What you are asked to do |
Type out every line of the data again, exactly.

Collected data entries
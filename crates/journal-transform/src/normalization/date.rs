//! Date normalization to ISO 8601 calendar dates.
//!
//! Accepted layouts, tried in order (first match wins):
//!
//! 1. `YYYY-MM-DD`
//! 2. `YYYY-MM-DDTHH:MM:SS`
//! 3. `YYYY-MM-DD HH:MM:SS`
//! 4. `MM/DD/YYYY` (US)
//! 5. `DD-MM-YYYY` (European)
//!
//! The year is always four digits; month, day and time fields take one or two
//! digits. Times must be valid but are dropped from the result. Anything else,
//! including `YYYY/MM/DD`, is rejected rather than guessed at.

use std::sync::LazyLock;

use chrono::{NaiveDate, NaiveTime};
use regex::{Captures, Regex};

struct DatePattern {
    name: &'static str,
    regex: Regex,
}

fn pattern(name: &'static str, regex: &str) -> DatePattern {
    DatePattern {
        name,
        regex: Regex::new(regex).expect("Invalid date pattern regex"),
    }
}

static DATE_PATTERNS: LazyLock<[DatePattern; 5]> = LazyLock::new(|| {
    [
        pattern("iso-date", r"^(?P<y>[0-9]{4})-(?P<m>[0-9]{1,2})-(?P<d>[0-9]{1,2})$"),
        pattern(
            "iso-datetime",
            r"^(?P<y>[0-9]{4})-(?P<m>[0-9]{1,2})-(?P<d>[0-9]{1,2})T(?P<H>[0-9]{1,2}):(?P<M>[0-9]{1,2}):(?P<S>[0-9]{1,2})$",
        ),
        pattern(
            "iso-datetime-space",
            r"^(?P<y>[0-9]{4})-(?P<m>[0-9]{1,2})-(?P<d>[0-9]{1,2}) (?P<H>[0-9]{1,2}):(?P<M>[0-9]{1,2}):(?P<S>[0-9]{1,2})$",
        ),
        pattern("us", r"^(?P<m>[0-9]{1,2})/(?P<d>[0-9]{1,2})/(?P<y>[0-9]{4})$"),
        pattern("european", r"^(?P<d>[0-9]{1,2})-(?P<m>[0-9]{1,2})-(?P<y>[0-9]{4})$"),
    ]
});

/// Normalize a date in one of the accepted layouts to `YYYY-MM-DD`.
///
/// Returns `None` for empty input, unsupported layouts, and dates or times
/// that do not exist on the calendar (`2024-02-30`, `29-02-2023`).
pub fn normalize_date(value: &str) -> Option<String> {
    let trimmed = value.trim();
    if trimmed.is_empty() {
        return None;
    }
    DATE_PATTERNS
        .iter()
        .find_map(|pattern| match_pattern(pattern, trimmed))
        .map(|date| date.format("%Y-%m-%d").to_string())
}

/// Name of the first layout the value matches lexically, valid date or not.
pub fn detect_layout(value: &str) -> Option<&'static str> {
    let trimmed = value.trim();
    DATE_PATTERNS
        .iter()
        .find(|pattern| pattern.regex.is_match(trimmed))
        .map(|pattern| pattern.name)
}

fn match_pattern(pattern: &DatePattern, value: &str) -> Option<NaiveDate> {
    let caps = pattern.regex.captures(value)?;
    let year: i32 = field(&caps, "y")?;
    if year < 1 {
        return None;
    }
    let date = NaiveDate::from_ymd_opt(year, field(&caps, "m")?, field(&caps, "d")?)?;
    if caps.name("H").is_some() {
        NaiveTime::from_hms_opt(field(&caps, "H")?, field(&caps, "M")?, field(&caps, "S")?)?;
    }
    Some(date)
}

fn field<T: std::str::FromStr>(caps: &Captures<'_>, name: &str) -> Option<T> {
    caps.name(name)?.as_str().parse().ok()
}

Worked solution |
filename crates/journal-transform/src/normalization/date.rs
//! Date normalization to ISO 8601 calendar dates.
//!
//! Accepted layouts, tried in order (first match wins):
//!
//! 1. `YYYY-MM-DD`
//! 2. `YYYY-MM-DDTHH:MM:SS`
//! 3. `YYYY-MM-DD HH:MM:SS`
//! 4. `MM/DD/YYYY` (US)
//! 5. `DD-MM-YYYY` (European)
//!
//! The year is always four digits; month, day and time fields take one or two
//! digits. Times must be valid but are dropped from the result. Anything else,
//! including `YYYY/MM/DD`, is rejected rather than guessed at.

use std::sync::LazyLock;

use chrono::{NaiveDate, NaiveTime};
use regex::{Captures, Regex};

struct DatePattern {
    name: &'static str,
    regex: Regex,
}

fn pattern(name: &'static str, regex: &str) -> DatePattern {
    DatePattern {
        name,
        regex: Regex::new(regex).expect("Invalid date pattern regex"),
    }
}

static DATE_PATTERNS: LazyLock<[DatePattern; 5]> = LazyLock::new(|| {
    [
        pattern("iso-date", r"^(?P<y>[0-9]{4})-(?P<m>[0-9]{1,2})-(?P<d>[0-9]{1,2})$"),
        pattern(
            "iso-datetime",
            r"^(?P<y>[0-9]{4})-(?P<m>[0-9]{1,2})-(?P<d>[0-9]{1,2})T(?P<H>[0-9]{1,2}):(?P<M>[0-9]{1,2}):(?P<S>[0-9]{1,2})$",
        ),
        pattern(
            "iso-datetime-space",
            r"^(?P<y>[0-9]{4})-(?P<m>[0-9]{1,2})-(?P<d>[0-9]{1,2}) (?P<H>[0-9]{1,2}):(?P<M>[0-9]{1,2}):(?P<S>[0-9]{1,2})$",
        ),
        pattern("us", r"^(?P<m>[0-9]{1,2})/(?P<d>[0-9]{1,2})/(?P<y>[0-9]{4})$"),
        pattern("european", r"^(?P<d>[0-9]{1,2})-(?P<m>[0-9]{1,2})-(?P<y>[0-9]{4})$"),
    ]
});

/// Normalize a date in one of the accepted layouts to `YYYY-MM-DD`.
///
/// Returns `None` for empty input, unsupported layouts, and dates or times
/// that do not exist on the calendar (`2024-02-30`, `29-02-2023`).
pub fn normalize_date(value: &str) -> Option<String> {
    let trimmed = value.trim();
    if trimmed.is_empty() {
        return None;
    }
    DATE_PATTERNS
        .iter()
        .find_map(|pattern| match_pattern(pattern, trimmed))
        .map(|date| date.format("%Y-%m-%d").to_string())
}

/// Name of the first layout the value matches lexically, valid date or not.
pub fn detect_layout(value: &str) -> Option<&'static str> {
    let trimmed = value.trim();
    DATE_PATTERNS
        .iter()
        .find(|pattern| pattern.regex.is_match(trimmed))
        .map(|pattern| pattern.name)
}

fn match_pattern(pattern: &DatePattern, value: &str) -> Option<NaiveDate> {
    let caps = pattern.regex.captures(value)?;
    let year: i32 = field(&caps, "y")?;
    if year < 1 {
        return None;
    }
    let date = NaiveDate::from_ymd_opt(year, field(&caps, "m")?, field(&caps, "d")?)?;
    if caps.name("H").is_some() {
        NaiveTime::from_hms_opt(field(&caps, "H")?, field(&caps, "M")?, field(&caps, "S")?)?;
    }
    Some(date)
}

fn field<T: std::str::FromStr>(caps: &Captures<'_>, name: &str) -> Option<T> {
    caps.name(name)?.as_str().parse().ok()
}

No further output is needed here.